Templates are meant to be changed
While it’s clear to some that templates that you find online or through a service should be modified to work for you, some business owners choose to leave them as is because they don’t have a legal representative to look at them or they don’t have to have to pay for the time to change it. This can have devastating consequences down the line, however, since clients can potentially sue if there are loops in the contract. It might seem like extra effort, but it’s often worth it to hire someone to go in and customize the contract for your business.
You’re leaving them to security issues
Your company is at a huge liability if you are not storing your documents properly and making sure that important information is password-protected and encrypted. In your contract lifecycle management, make sure that you have taken the steps to keep contracts safe as soon as possible. Of course, if you are sharing any essential information with another party, make sure they sign a non-disclosure agreement as well so you can rest assured that even if your relationship falls through, they can release information that is deemed your property.
You’re using vague language
The death of any contract is when the writer has made terms vague and they can be misconstrued. This could eventually lead to a battle in court if both sides disagree on what those terms were, or it can make things more difficult for you if a client is expecting a certain type of work only to receive something else. Along with your scope, make it resoundingly clear what you plan on delivering, when, and when the contract will be considered void if it is not renewed.
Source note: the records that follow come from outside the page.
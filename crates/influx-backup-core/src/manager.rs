//! Backup manager: backup, restore and sideload workflows for one database
//!
//! All influxd invocations of a manager go through its [`ProcessQueue`], so
//! at most one backup or restore process runs per manager at a time.

use std::path::{Path, PathBuf};
use std::sync::atomic::{AtomicBool, Ordering};
use std::sync::Arc;

use chrono::{DateTime, NaiveDate, NaiveDateTime, SecondsFormat, Utc};
use semver::Version;
use tracing::{debug, error, info, instrument, warn};

use crate::archive;
use crate::client::{quote_identifier, HttpInfluxClient, InfluxClient};
use crate::config::ManagerConfig;
use crate::errors::{BackupError, Result};
use crate::process::{InfluxdRunner, ProcessRunner};
use crate::queue::ProcessQueue;
use crate::scratch::{self, ScratchDir};

/// Oldest InfluxDB release with portable backups
pub const MIN_INFLUX_VERSION: &str = "1.5.0";

/// Options for [`BackupManager::backup`]
#[derive(Debug, Clone, Default)]
pub struct BackupOptions {
    /// Only back up data written at or after this instant
    pub start: Option<DateTime<Utc>>,
    /// Only back up data written before this instant
    pub end: Option<DateTime<Utc>>,
    /// Archive name; `.zip` is appended when missing
    pub file_name: Option<String>,
}

/// A finished backup archive and the scratch directory holding it
#[derive(Debug)]
pub struct BackupArchive {
    path: PathBuf,
    scratch: ScratchDir,
}

impl BackupArchive {
    /// Absolute path of the zip file
    pub fn path(&self) -> &Path {
        &self.path
    }

    pub fn file_name(&self) -> Option<&str> {
        self.path.file_name().and_then(|n| n.to_str())
    }

    /// Move the archive into `dest_dir` and remove the scratch directory
    pub async fn persist(self, dest_dir: &Path) -> Result<PathBuf> {
        scratch::create_directory(dest_dir).await?;
        let file_name = self
            .path
            .file_name()
            .ok_or_else(|| BackupError::Internal("archive path has no file name".into()))?;
        let dest = dest_dir.join(file_name);

        if tokio::fs::rename(&self.path, &dest).await.is_err() {
            // Different filesystem
            tokio::fs::copy(&self.path, &dest).await?;
        }
        self.scratch.release().await?;
        Ok(dest)
    }

    /// Discard the archive together with its scratch directory
    pub async fn release(self) -> Result<()> {
        self.scratch.release().await
    }
}

/// Render an instant the way influxd expects `-start`/`-end`
pub fn format_instant(instant: &DateTime<Utc>) -> String {
    instant.to_rfc3339_opts(SecondsFormat::Millis, true)
}

/// Parse an RFC 3339 instant, a naive date-time (UTC) or a plain date
pub fn parse_instant(value: &str) -> Result<DateTime<Utc>> {
    let value = value.trim();
    if let Ok(instant) = DateTime::parse_from_rfc3339(value) {
        return Ok(instant.with_timezone(&Utc));
    }
    for format in ["%Y-%m-%dT%H:%M:%S%.f", "%Y-%m-%d %H:%M:%S%.f"] {
        if let Ok(naive) = NaiveDateTime::parse_from_str(value, format) {
            return Ok(naive.and_utc());
        }
    }
    if let Ok(date) = NaiveDate::parse_from_str(value, "%Y-%m-%d") {
        if let Some(midnight) = date.and_hms_opt(0, 0, 0) {
            return Ok(midnight.and_utc());
        }
    }
    Err(BackupError::InvalidDate(value.to_string()))
}

fn compact_date(date: NaiveDate) -> String {
    date.format("%Y%m%d").to_string()
}

/// Archive name for a backup taken on `today`
pub fn archive_name(options: &BackupOptions, today: NaiveDate) -> String {
    if let Some(name) = options.file_name.as_deref().filter(|n| !n.is_empty()) {
        return if name.ends_with(".zip") {
            name.to_string()
        } else {
            format!("{}.zip", name)
        };
    }

    let mut name = String::from("backup");
    if let Some(start) = &options.start {
        name.push('_');
        name.push_str(&compact_date(start.date_naive()));
    }
    name.push('_');
    name.push_str(&compact_date(
        options.end.map(|end| end.date_naive()).unwrap_or(today),
    ));
    name.push_str(".zip");
    name
}

/// Parse a version string reported by InfluxDB (`1.8.10`, `v1.7`, `1.8.3-c1.8.3`)
pub fn parse_influx_version(raw: &str) -> Option<Version> {
    let trimmed = raw.trim().trim_start_matches('v');
    let core: String = trimmed
        .chars()
        .take_while(|c| c.is_ascii_digit() || *c == '.')
        .collect();

    let mut parts = core.split('.').filter(|p| !p.is_empty());
    let major = parts.next()?.parse().ok()?;
    let minor = parts.next().map_or(Some(0), |p| p.parse().ok())?;
    let patch = parts.next().map_or(Some(0), |p| p.parse().ok())?;
    Some(Version::new(major, minor, patch))
}

/// Reject InfluxDB releases older than [`MIN_INFLUX_VERSION`]
pub fn check_version(raw: &str) -> Result<Version> {
    let minimum = Version::parse(MIN_INFLUX_VERSION)
        .map_err(|e| BackupError::Internal(e.to_string()))?;
    match parse_influx_version(raw) {
        Some(version) if version >= minimum => Ok(version),
        _ => Err(BackupError::UnsupportedVersion {
            found: raw.to_string(),
            minimum: MIN_INFLUX_VERSION.to_string(),
        }),
    }
}

fn backup_args(config: &ManagerConfig, options: &BackupOptions) -> Vec<String> {
    let mut args = vec![
        "backup".to_string(),
        "-portable".to_string(),
        "-database".to_string(),
        config.database.clone(),
        "-host".to_string(),
        config.backup_address(),
    ];
    if let Some(start) = &options.start {
        args.push("-start".to_string());
        args.push(format_instant(start));
    }
    if let Some(end) = &options.end {
        args.push("-end".to_string());
        args.push(format_instant(end));
    }
    args.push("./".to_string());
    args
}

fn restore_args(config: &ManagerConfig) -> Vec<String> {
    vec![
        "restore".to_string(),
        "-portable".to_string(),
        "-db".to_string(),
        config.database.clone(),
        "-newdb".to_string(),
        config.backup_database(),
        "-host".to_string(),
        config.backup_address(),
        "./".to_string(),
    ]
}

fn sideload_query(config: &ManagerConfig) -> String {
    format!(
        "SELECT * INTO {}.{}.:MEASUREMENT FROM {}.{}./.*/ GROUP BY *",
        quote_identifier(&config.database),
        quote_identifier(&config.retention_policy),
        quote_identifier(&config.backup_database()),
        quote_identifier(&config.retention_policy),
    )
}

/// Backup manager for one InfluxDB database
pub struct BackupManager {
    config: ManagerConfig,
    client: Arc<dyn InfluxClient>,
    queue: ProcessQueue,
    initialized: AtomicBool,
}

impl BackupManager {
    /// Manager talking to InfluxDB over HTTP and running the configured influxd
    pub fn new(config: ManagerConfig) -> Result<Self> {
        let client = Arc::new(HttpInfluxClient::new(&config)?);
        let runner = Arc::new(InfluxdRunner::new(config.binary.clone()));
        Self::with_parts(config, client, runner)
    }

    /// Manager with explicit client and process runner
    pub fn with_parts(
        config: ManagerConfig,
        client: Arc<dyn InfluxClient>,
        runner: Arc<dyn ProcessRunner>,
    ) -> Result<Self> {
        config.validate()?;
        Ok(Self {
            config,
            client,
            queue: ProcessQueue::new(runner),
            initialized: AtomicBool::new(false),
        })
    }

    pub fn config(&self) -> &ManagerConfig {
        &self.config
    }

    pub fn queue(&self) -> &ProcessQueue {
        &self.queue
    }

    pub fn is_initialized(&self) -> bool {
        self.initialized.load(Ordering::Acquire)
    }

    fn ensure_initialized(&self) -> Result<()> {
        if self.is_initialized() {
            Ok(())
        } else {
            Err(BackupError::Uninitialized)
        }
    }

    /// Check that InfluxDB is reachable and recent enough, then create the temp folder
    #[instrument(skip(self), fields(host = %self.config.host, port = self.config.port))]
    pub async fn init(&self) -> Result<()> {
        if let Err(e) = self.check_database().await {
            error!("Error while init: {}", e);
            return Err(e);
        }

        scratch::create_directory(&self.config.tmp_folder).await?;
        self.initialized.store(true, Ordering::Release);
        info!("Backup manager ready (tmp folder {:?})", self.config.tmp_folder);
        Ok(())
    }

    async fn check_database(&self) -> Result<()> {
        let hosts = self.client.ping(self.config.ping_timeout()).await?;
        let local = hosts
            .iter()
            .find(|h| h.host == self.config.host && h.port == self.config.port);

        let version = match local {
            Some(status) if status.online => status.version.as_deref(),
            _ => None,
        };
        let version = version.ok_or_else(|| BackupError::Unreachable {
            host: self.config.host.clone(),
            port: self.config.port,
        })?;

        let version = check_version(version)?;
        info!("InfluxDB version: {}", version);
        Ok(())
    }

    /// Create an empty scratch directory under the temp folder
    pub async fn create_dir(&self) -> Result<PathBuf> {
        self.ensure_initialized()?;
        let dir = ScratchDir::create(&self.config.tmp_folder).await?;
        Ok(dir.into_path())
    }

    /// Delete a directory and everything in it
    pub async fn delete_dir(&self, path: &Path) -> Result<()> {
        self.ensure_initialized()?;
        scratch::remove_directory(path).await
    }

    /// Run influxd backup and zip its output
    #[instrument(skip(self))]
    pub async fn backup(&self, options: BackupOptions) -> Result<BackupArchive> {
        self.ensure_initialized()?;

        let scratch = ScratchDir::create(&self.config.tmp_folder).await?;
        match self.backup_into(&scratch, &options).await {
            Ok(path) => {
                info!("Influx backup created and zipped at {:?}", path);
                Ok(BackupArchive { path, scratch })
            }
            Err(e) => {
                error!("Backup failed: {}", e);
                if let Err(cleanup) = scratch.release().await {
                    warn!("Failed to remove backup directory: {}", cleanup);
                }
                Err(e)
            }
        }
    }

    async fn backup_into(&self, scratch: &ScratchDir, options: &BackupOptions) -> Result<PathBuf> {
        let args = backup_args(&self.config, options);
        self.queue.run(scratch.path(), args).await?;

        let name = archive_name(options, Utc::now().date_naive());
        let dest = std::path::absolute(scratch.path().join(name))?;
        archive::write_archive(scratch.path(), &dest).await
    }

    /// Restore an uploaded archive into the suffixed temporary database.
    ///
    /// `restore_path` is removed afterwards whatever the outcome.
    #[instrument(skip(self))]
    pub async fn restore(&self, restore_path: &Path, file_name: &str) -> Result<()> {
        self.ensure_initialized()?;

        let result = self.restore_from(restore_path, file_name).await;
        match &result {
            Ok(()) => info!("Backup restored into {}", self.config.backup_database()),
            Err(e) => error!("Restore failed: {}", e),
        }

        debug!("Clean up backup files in {:?}", restore_path);
        if let Err(e) = scratch::remove_directory(restore_path).await {
            warn!("Failed to remove restore directory {:?}: {}", restore_path, e);
        }
        result
    }

    async fn restore_from(&self, restore_path: &Path, file_name: &str) -> Result<()> {
        self.drop_database(&self.config.backup_database()).await?;

        let files = archive::extract_archive(&restore_path.join(file_name), restore_path).await?;
        debug!("Extracted {} backup files", files.len());

        self.queue.run(restore_path, restore_args(&self.config)).await
    }

    /// Copy everything from the suffixed temporary database into the main one
    #[instrument(skip(self))]
    pub async fn load_backup(&self) -> Result<()> {
        self.ensure_initialized()?;

        let query = sideload_query(&self.config);
        info!("Sideload DB into main DB: {}", query);

        // Queries right after a restore can hit "shard disabled" or "engine is closed"
        tokio::time::sleep(self.config.settle_delay()).await;

        let result = self.client.query(&query).await.map(|_| ());
        if let Err(e) = &result {
            error!("Sideload failed: {}", e);
        }

        let backup_db = self.config.backup_database();
        if let Err(e) = self.drop_database(&backup_db).await {
            warn!("Failed to drop {} after sideload: {}", backup_db, e);
        }
        result
    }

    /// Drop a database if it exists
    #[instrument(skip(self))]
    pub async fn drop_database(&self, name: &str) -> Result<()> {
        self.ensure_initialized()?;

        let names = self.client.database_names().await?;
        if !names.iter().any(|n| n == name) {
            debug!("Database {} does not exist, nothing to drop", name);
            return Ok(());
        }

        self.client
            .query(&format!("DROP DATABASE {}", quote_identifier(name)))
            .await?;
        info!("Database {} dropped", name);
        Ok(())
    }
}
You are not including time for revisions
Every contract should be thoroughly looked over for any liability issues and to see whether there are any holes. If time isn’t included to fix any issues, then you could wind up with a client coming back to question you on certain actions or they might choose to drop the contract altogether. Like any project that you plan on handing in, make sure there is time to go over it and make changes if need be.
When your contracts are the basis of your future partnerships, you can’t afford to get them wrong. Running through any problems that they might have can keep you from dealing with difficult client relations later. Take the extra time and move beyond your templates!